Помню, академик Гинзбург — титан отечественной науки — жаловался автору этих строк:
— Мне уже за девяносто, сознания ясное, а тело совсем отказывает. Скоро конец. Несправедливость какая… Жаль, что люди живут так мало!
Насколько мы все-таки завязаны на это бренное туловище!.. А действительно, насколько? Можно ли его обновить? Реновировать? Отремонтировать? Отодвинуть смерть на пять, десять, двадцать, тысячу лет? Обменять на что-либо другое, работающее, например, на конденсаторах и микросхемах? Или биохимический реактор тела и его мозг составляют такую неразрывную интегральную сущность, что утрата или замена носителя поменяет и сознание? Может ли оно вообще быть небиологическим? Не интеллект — его-то мы скоро создадим искусственно, — а именно то животное сознание, личное «Я», которое боится, радуется и мечтает? И нужно ли его, такое животное и страдающее, сохранять?

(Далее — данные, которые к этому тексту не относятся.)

//! Error types for `lockstep-core`.

use thiserror::Error;

#[derive(Debug, Error)]
pub enum Error {
  /// The schema source contains no `THIS VERSION: <token>` marker line.
  /// Fatal: nothing is executed or recorded for an unversioned schema.
  #[error("schema source has no version marker (`THIS VERSION: <token>`)")]
  MissingVersion,
}

pub type Result<T, E = Error> = std::result::Result<T, E>;
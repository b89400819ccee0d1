//! Core types and trait definitions for the Lockstep migration engine.
//!
//! This crate is deliberately free of database and HTTP dependencies.
//! All other crates depend on it; it depends on nothing proprietary.

// We intentionally use native `async fn` in traits (stabilised in Rust 1.75).
// Suppress the advisory lint about `Send` bounds on the returned futures.
#![allow(async_fn_in_trait)]

pub mod collection;
pub mod error;
pub mod outcome;
pub mod record;
pub mod store;
pub mod version;

pub use error::{Error, Result};
//! Runtime configuration, deserialised from `lockstep.toml` with
//! `LOCKSTEP_*` environment variable overrides.

use std::path::{Path, PathBuf};

use anyhow::Context as _;
use lockstep_core::collection::DistanceMetric;
use serde::Deserialize;

#[derive(Deserialize, Clone)]
pub struct Settings {
  /// Path to the versioned schema script (must carry a
  /// `THIS VERSION: <token>` marker line).
  pub schema_path: PathBuf,

  /// SQLite database file holding the application schema and the ledger.
  pub store_path: PathBuf,

  /// Base URL of the vector store, e.g. `http://localhost:6333`.
  pub vector_url: String,

  #[serde(default)]
  pub vector_api_key: Option<String>,

  /// Base name of the collection family; doubles as the alias name.
  pub collection: String,

  pub vector_size: u64,
  pub distance:    DistanceMetric,
}

pub fn load(path: &Path) -> anyhow::Result<Settings> {
  let settings = config::Config::builder()
    .add_source(config::File::from(path.to_path_buf()).required(false))
    .add_source(config::Environment::with_prefix("LOCKSTEP"))
    .build()
    .context("failed to read config file")?;

  settings
    .try_deserialize()
    .context("failed to deserialise Settings")
}
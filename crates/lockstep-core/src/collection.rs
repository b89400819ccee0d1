//! Versioned-collection types and the naming transform.
//!
//! A base name like `docs` owns a family of immutable physical collections
//! (`docs_v1_0_0`, `docs_v2_0_0`, …) plus one stable alias named `docs` that
//! always resolves to exactly one of them. New versions are new collections;
//! nothing is mutated after creation.

use std::cmp::Ordering;

use serde::{Deserialize, Serialize};

// ─── Vector parameters ───────────────────────────────────────────────────────

/// Distance metric for a vector collection, using the store's wire names.
#[derive(Debug, Clone, Copy, PartialEq, Eq, Serialize, Deserialize)]
pub enum DistanceMetric {
  Cosine,
  Euclid,
  Dot,
}

/// Vector parameters a collection is created with.
#[derive(Debug, Clone, Copy, PartialEq, Eq, Serialize, Deserialize)]
pub struct VectorParams {
  pub size:     u64,
  pub distance: DistanceMetric,
}

/// What the store reports about a collection. When looked up through an
/// alias, `name` is the resolved physical collection name.
#[derive(Debug, Clone, Serialize, Deserialize)]
pub struct CollectionInfo {
  pub name:    String,
  #[serde(default)]
  pub vectors: Option<VectorParams>,
}

/// A versioned physical collection, never mutated once created.
#[derive(Debug, Clone, PartialEq, Eq)]
pub struct CollectionVersion {
  pub base_name:      String,
  pub version:        String,
  pub versioned_name: String,
  pub vector_size:    u64,
  pub distance:       DistanceMetric,
}

// ─── Naming transform ────────────────────────────────────────────────────────

/// Derive the physical collection name for `base` at `version`:
/// `{base}_v{version}` with `.` replaced by `_`.
pub fn versioned_name(base: &str, version: &str) -> String {
  format!("{base}_v{}", version.replace('.', "_"))
}

/// Invert [`versioned_name`]: recover the version string from a physical
/// collection name. Returns `None` for names not in `base`'s family.
pub fn version_from_name(base: &str, name: &str) -> Option<String> {
  let prefix = format!("{base}_v");
  name
    .strip_prefix(&prefix)
    .filter(|rest| !rest.is_empty())
    .map(|rest| rest.replace('_', "."))
}

// ─── Version ordering ────────────────────────────────────────────────────────

/// Order version strings component-wise: split on `.`, compare components
/// numerically where both parse as integers, as strings otherwise. A version
/// with more components orders after its prefix (`1.0` < `1.0.0`).
///
/// This sorts `10.0.0` after `2.0.0`, which plain lexicographic comparison
/// of the underscore-joined names does not.
pub fn compare_versions(a: &str, b: &str) -> Ordering {
  let xs: Vec<&str> = a.split('.').collect();
  let ys: Vec<&str> = b.split('.').collect();

  for i in 0..xs.len().max(ys.len()) {
    let ord = match (xs.get(i), ys.get(i)) {
      (Some(x), Some(y)) => match (x.parse::<u64>(), y.parse::<u64>()) {
        (Ok(nx), Ok(ny)) => nx.cmp(&ny),
        _ => x.cmp(y),
      },
      (Some(_), None) => Ordering::Greater,
      (None, Some(_)) => Ordering::Less,
      (None, None) => break,
    };
    if ord != Ordering::Equal {
      return ord;
    }
  }
  Ordering::Equal
}
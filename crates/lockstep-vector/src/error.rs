//! Error type for `lockstep-vector`.

use thiserror::Error;

#[derive(Debug, Error)]
pub enum Error {
  /// The rollback target does not exist; the alias was left untouched.
  #[error("collection version not found: {base_name} v{version}")]
  VersionNotFound { base_name: String, version: String },

  #[error("building HTTP client: {0}")]
  Client(#[source] reqwest::Error),

  /// The vector store is unreachable. Surfaced directly — never retried
  /// internally.
  #[error("vector store unreachable: {0}")]
  Connectivity(#[source] reqwest::Error),

  #[error("vector store returned {status}: {body}")]
  Api { status: u16, body: String },

  #[error("deserialising vector store response: {0}")]
  Json(#[source] reqwest::Error),

  #[error("store error: {0}")]
  Store(#[source] Box<dyn std::error::Error + Send + Sync>),
}

pub type Result<T, E = Error> = std::result::Result<T, E>;
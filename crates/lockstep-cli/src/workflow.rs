//! The migration workflow: schema applier first, then the collection
//! manager, with an operator-facing report.
//!
//! The vector store is only touched after the schema side succeeded or
//! skipped — the alias is never cut over on top of a failed schema apply.

use anyhow::Context as _;
use lockstep_core::outcome::ApplyOutcome;
use lockstep_store_sqlite::{SchemaApplier, SchemaLedger};
use lockstep_vector::{CollectionManager, HttpVectorStore};
use uuid::Uuid;

use crate::config::Settings;

// ─── Report ──────────────────────────────────────────────────────────────────

/// What happened on the vector-store side of a run.
pub enum CollectionOutcome {
  /// First deploy of this version: collection created and alias pointed.
  Created { versioned_name: String },
  /// Collection already existed; the alias was repointed to it.
  Switched { versioned_name: String },
  /// The alias already resolves to this version.
  UpToDate { version: String },
  /// Not attempted because the schema apply failed.
  SkippedAfterFailure,
}

pub struct MigrationReport {
  pub run_id:     Uuid,
  pub schema:     ApplyOutcome,
  pub collection: CollectionOutcome,
}

pub fn print_report(report: &MigrationReport) {
  println!("migration run {}", report.run_id);

  match &report.schema {
    ApplyOutcome::Applied { version, execution_time_ms } => {
      println!("  schema:     applied {version} in {execution_time_ms} ms");
    }
    ApplyOutcome::Skipped { version } => {
      println!("  schema:     {version} already current (skipped)");
    }
    ApplyOutcome::Failed { version, reason } => {
      println!("  schema:     FAILED at {version}: {reason}");
    }
  }

  match &report.collection {
    CollectionOutcome::Created { versioned_name } => {
      println!("  collection: created {versioned_name} and pointed alias at it");
    }
    CollectionOutcome::Switched { versioned_name } => {
      println!("  collection: alias switched to {versioned_name}");
    }
    CollectionOutcome::UpToDate { version } => {
      println!("  collection: already at {version}");
    }
    CollectionOutcome::SkippedAfterFailure => {
      println!("  collection: skipped (schema apply failed)");
    }
  }
}

// ─── Workflow ────────────────────────────────────────────────────────────────

pub async fn run_migration(
  settings: &Settings,
) -> anyhow::Result<MigrationReport> {
  let run_id = Uuid::new_v4();
  tracing::info!(%run_id, "starting migration run");

  let source =
    std::fs::read_to_string(&settings.schema_path).with_context(|| {
      format!("reading schema {}", settings.schema_path.display())
    })?;

  let ledger =
    SchemaLedger::open(&settings.store_path).await.with_context(|| {
      format!("opening store at {}", settings.store_path.display())
    })?;
  let applier = SchemaApplier::new(ledger);

  let schema =
    applier.apply(&source, None).await.context("applying schema")?;

  let collection = if schema.is_success() {
    let manager = vector_manager(settings)?;
    align_collection(&manager, settings, schema.version()).await?
  } else {
    CollectionOutcome::SkippedAfterFailure
  };

  Ok(MigrationReport { run_id, schema, collection })
}

pub fn vector_manager(
  settings: &Settings,
) -> anyhow::Result<CollectionManager<HttpVectorStore>> {
  let store = HttpVectorStore::new(
    settings.vector_url.clone(),
    settings.vector_api_key.clone(),
  )?;
  Ok(CollectionManager::new(store))
}

/// Bring the collection family to `version`: create it on first deploy,
/// switch the alias when the collection already exists, do nothing when
/// the alias is already current.
async fn align_collection(
  manager: &CollectionManager<HttpVectorStore>,
  settings: &Settings,
  version: &str,
) -> anyhow::Result<CollectionOutcome> {
  let current = manager.get_current_version(&settings.collection).await?;
  if current.as_deref() == Some(version) {
    return Ok(CollectionOutcome::UpToDate { version: version.to_owned() });
  }

  let known = manager.list_versions(&settings.collection).await?;
  if known.iter().any(|v| v == version) {
    let versioned_name =
      manager.switch_alias(&settings.collection, version).await?;
    Ok(CollectionOutcome::Switched { versioned_name })
  } else {
    let created = manager
      .create_with_version(
        &settings.collection,
        settings.vector_size,
        version,
        settings.distance,
      )
      .await?;
    Ok(CollectionOutcome::Created { versioned_name: created.versioned_name })
  }
}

Любопытно, что страх смерти, страх небытия, ужас перед зарытой шторкой присущ не только людям. Животные старательно обходят трупы свои сородичей. И, похоже, самые интеллектуально развитые из них понимают, что такое смерть. Смерть — это уход сознания навсегда. Тело осталось, вот оно — лежит здесь. Но тот, кто ходил в нашей стае и общался с нами, исчез… Слоны хоронят своих павших. Наткнувшись на кости умершего слона, они осторожно берут их хоботами и относят подальше с глаз. Они помогают больным, старым и ослабленным особям, поддерживая их, пока те могут идти. Умершего закрывают ветками. И даже отмечают тризну по погибшим: великаны саванны могут до трех дней оставаться рядом с телом своего умершего товарища.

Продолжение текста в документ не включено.